Exercise prompt
Go through the entries that follow and count every line with the string "slot". Reply with the number only.

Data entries
[Start of Attachment]

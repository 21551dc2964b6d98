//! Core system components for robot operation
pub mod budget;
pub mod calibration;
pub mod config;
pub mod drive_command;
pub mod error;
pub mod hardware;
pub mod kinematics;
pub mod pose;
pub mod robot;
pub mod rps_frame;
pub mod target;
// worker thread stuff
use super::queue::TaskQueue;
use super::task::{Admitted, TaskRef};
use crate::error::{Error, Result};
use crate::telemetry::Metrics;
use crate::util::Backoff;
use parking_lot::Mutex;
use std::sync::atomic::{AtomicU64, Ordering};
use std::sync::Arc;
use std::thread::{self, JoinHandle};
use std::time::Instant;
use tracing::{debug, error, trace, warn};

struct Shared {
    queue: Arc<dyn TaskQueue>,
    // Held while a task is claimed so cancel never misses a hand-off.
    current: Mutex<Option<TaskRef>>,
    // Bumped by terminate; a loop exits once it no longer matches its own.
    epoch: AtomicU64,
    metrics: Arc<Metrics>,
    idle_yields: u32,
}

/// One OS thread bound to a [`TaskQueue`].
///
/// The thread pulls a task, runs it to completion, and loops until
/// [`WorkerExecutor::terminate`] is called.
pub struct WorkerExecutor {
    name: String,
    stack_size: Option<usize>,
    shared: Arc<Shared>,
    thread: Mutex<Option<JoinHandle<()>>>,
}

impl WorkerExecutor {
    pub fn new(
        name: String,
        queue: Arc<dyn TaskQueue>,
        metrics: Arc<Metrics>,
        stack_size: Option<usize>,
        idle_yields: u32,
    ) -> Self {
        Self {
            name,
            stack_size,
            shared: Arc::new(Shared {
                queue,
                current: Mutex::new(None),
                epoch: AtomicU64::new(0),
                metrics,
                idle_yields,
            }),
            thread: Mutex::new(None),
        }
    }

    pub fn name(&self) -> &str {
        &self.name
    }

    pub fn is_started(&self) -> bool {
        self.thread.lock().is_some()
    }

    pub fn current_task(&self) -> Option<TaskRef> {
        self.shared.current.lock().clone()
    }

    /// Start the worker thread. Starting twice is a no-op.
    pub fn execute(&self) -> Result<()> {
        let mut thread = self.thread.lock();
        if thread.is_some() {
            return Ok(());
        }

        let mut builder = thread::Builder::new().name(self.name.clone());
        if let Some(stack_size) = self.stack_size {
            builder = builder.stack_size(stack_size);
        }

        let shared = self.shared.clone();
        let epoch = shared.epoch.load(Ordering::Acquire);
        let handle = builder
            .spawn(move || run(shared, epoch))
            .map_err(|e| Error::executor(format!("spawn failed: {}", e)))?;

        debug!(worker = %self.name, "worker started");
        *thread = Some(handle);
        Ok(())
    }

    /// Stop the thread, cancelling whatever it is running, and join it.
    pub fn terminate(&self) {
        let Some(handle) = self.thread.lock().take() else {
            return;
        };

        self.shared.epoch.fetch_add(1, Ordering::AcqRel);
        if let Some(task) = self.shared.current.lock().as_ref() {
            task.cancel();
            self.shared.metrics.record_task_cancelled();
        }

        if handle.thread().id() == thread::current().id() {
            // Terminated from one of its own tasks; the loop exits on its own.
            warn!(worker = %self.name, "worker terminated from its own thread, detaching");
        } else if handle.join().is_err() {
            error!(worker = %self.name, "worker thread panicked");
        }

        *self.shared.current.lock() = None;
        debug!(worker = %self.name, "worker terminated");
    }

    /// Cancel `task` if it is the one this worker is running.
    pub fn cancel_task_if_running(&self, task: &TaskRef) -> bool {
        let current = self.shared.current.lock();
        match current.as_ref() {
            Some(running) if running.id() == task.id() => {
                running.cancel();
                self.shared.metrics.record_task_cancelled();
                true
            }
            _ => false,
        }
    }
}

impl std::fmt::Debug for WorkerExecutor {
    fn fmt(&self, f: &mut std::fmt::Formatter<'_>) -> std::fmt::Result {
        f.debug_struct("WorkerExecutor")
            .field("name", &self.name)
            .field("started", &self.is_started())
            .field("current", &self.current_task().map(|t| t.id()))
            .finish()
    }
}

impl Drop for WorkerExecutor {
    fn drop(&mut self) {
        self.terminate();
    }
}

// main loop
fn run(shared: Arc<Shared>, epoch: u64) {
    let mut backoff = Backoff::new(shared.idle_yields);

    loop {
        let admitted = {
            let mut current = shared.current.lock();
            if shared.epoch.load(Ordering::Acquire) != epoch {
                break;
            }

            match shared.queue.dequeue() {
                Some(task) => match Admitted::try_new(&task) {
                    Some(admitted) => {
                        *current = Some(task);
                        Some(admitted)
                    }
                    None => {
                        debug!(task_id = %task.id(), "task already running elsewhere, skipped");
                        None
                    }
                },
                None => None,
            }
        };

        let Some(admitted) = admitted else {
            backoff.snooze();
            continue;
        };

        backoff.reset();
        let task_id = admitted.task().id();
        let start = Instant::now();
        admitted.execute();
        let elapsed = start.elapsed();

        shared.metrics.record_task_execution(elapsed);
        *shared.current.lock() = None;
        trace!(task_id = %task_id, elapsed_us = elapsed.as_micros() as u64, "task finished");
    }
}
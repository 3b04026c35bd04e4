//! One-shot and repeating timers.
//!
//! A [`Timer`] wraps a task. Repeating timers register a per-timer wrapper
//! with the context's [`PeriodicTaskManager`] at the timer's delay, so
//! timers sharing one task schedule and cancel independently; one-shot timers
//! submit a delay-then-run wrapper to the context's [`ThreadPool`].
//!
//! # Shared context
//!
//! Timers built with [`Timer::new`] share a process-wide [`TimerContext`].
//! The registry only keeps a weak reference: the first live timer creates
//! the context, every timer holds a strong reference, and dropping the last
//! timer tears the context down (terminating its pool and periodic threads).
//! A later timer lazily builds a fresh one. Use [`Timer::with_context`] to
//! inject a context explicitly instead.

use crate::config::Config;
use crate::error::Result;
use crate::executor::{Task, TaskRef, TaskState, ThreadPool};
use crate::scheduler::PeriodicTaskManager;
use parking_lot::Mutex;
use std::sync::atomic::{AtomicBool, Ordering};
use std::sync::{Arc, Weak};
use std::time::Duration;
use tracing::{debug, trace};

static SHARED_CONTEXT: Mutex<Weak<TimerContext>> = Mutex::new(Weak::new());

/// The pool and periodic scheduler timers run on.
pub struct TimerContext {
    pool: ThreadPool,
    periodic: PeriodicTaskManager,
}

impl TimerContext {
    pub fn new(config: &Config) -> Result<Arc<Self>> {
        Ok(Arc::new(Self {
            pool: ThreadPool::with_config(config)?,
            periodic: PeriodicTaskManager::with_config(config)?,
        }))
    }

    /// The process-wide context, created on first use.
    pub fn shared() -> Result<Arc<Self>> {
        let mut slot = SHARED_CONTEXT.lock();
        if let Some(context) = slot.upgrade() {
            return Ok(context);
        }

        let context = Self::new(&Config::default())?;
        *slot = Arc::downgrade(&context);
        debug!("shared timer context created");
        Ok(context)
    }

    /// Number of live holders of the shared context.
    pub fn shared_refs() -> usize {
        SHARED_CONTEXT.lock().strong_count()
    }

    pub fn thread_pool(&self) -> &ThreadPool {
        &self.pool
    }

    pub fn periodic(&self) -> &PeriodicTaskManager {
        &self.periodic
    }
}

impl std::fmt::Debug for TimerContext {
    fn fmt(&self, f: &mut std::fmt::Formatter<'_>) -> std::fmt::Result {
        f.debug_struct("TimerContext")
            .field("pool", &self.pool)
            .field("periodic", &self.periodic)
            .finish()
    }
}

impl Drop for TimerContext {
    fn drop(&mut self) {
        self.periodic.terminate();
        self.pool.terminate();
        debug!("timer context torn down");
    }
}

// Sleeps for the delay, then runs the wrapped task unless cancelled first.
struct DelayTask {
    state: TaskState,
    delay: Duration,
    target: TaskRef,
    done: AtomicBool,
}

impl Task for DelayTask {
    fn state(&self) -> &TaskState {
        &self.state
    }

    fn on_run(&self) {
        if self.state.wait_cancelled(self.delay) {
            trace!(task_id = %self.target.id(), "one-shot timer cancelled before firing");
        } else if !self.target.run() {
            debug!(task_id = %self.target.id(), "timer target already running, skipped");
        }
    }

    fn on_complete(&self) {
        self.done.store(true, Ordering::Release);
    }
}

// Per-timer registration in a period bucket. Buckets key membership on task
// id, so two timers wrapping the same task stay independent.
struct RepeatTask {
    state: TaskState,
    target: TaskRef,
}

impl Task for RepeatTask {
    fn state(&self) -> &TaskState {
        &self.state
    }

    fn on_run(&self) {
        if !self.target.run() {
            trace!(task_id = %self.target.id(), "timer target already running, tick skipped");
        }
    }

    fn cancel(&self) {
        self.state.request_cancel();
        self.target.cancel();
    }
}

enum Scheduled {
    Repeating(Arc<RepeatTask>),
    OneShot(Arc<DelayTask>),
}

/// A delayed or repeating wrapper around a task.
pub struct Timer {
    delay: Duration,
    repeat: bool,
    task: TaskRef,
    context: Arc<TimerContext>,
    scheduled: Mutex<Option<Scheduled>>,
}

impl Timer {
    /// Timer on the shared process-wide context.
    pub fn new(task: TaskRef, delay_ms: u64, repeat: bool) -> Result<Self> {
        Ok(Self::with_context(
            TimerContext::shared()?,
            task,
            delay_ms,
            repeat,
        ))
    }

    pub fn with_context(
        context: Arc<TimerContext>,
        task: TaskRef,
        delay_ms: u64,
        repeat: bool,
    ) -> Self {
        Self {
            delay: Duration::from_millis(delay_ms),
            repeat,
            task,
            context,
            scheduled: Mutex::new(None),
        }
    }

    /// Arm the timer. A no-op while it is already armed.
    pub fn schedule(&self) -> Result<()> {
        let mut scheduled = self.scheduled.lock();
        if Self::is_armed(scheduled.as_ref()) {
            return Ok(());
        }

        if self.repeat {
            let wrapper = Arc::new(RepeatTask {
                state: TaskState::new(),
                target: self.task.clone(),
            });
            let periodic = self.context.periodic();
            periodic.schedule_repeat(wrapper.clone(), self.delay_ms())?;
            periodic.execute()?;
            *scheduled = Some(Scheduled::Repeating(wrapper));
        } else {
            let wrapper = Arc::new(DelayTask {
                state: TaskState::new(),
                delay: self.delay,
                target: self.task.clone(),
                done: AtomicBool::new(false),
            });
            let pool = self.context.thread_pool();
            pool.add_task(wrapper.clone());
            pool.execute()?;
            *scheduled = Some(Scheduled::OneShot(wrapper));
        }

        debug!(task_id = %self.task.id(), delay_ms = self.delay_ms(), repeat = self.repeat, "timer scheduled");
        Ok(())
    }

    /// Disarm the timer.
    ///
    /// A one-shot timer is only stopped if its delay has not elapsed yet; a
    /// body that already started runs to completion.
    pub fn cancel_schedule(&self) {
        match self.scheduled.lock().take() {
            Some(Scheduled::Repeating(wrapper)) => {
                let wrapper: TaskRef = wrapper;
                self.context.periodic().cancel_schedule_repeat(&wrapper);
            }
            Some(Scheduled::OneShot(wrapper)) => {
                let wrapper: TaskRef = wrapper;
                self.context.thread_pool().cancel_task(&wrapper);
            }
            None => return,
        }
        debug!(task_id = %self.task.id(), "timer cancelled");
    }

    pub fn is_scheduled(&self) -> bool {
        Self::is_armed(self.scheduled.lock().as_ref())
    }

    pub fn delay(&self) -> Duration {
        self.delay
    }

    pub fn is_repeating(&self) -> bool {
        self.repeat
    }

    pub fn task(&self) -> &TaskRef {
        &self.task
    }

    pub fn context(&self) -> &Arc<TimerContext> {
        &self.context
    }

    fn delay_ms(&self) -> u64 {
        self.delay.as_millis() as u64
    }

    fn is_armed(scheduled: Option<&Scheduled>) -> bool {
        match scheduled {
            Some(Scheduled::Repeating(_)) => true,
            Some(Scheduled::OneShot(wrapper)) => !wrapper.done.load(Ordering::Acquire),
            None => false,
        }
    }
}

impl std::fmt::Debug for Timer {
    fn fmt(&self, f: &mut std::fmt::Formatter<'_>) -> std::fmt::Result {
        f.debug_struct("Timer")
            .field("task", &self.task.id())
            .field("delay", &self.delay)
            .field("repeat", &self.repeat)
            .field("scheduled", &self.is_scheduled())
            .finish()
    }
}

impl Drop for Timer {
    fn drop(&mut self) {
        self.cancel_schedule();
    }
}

[End of Attachment]

Problem solution
3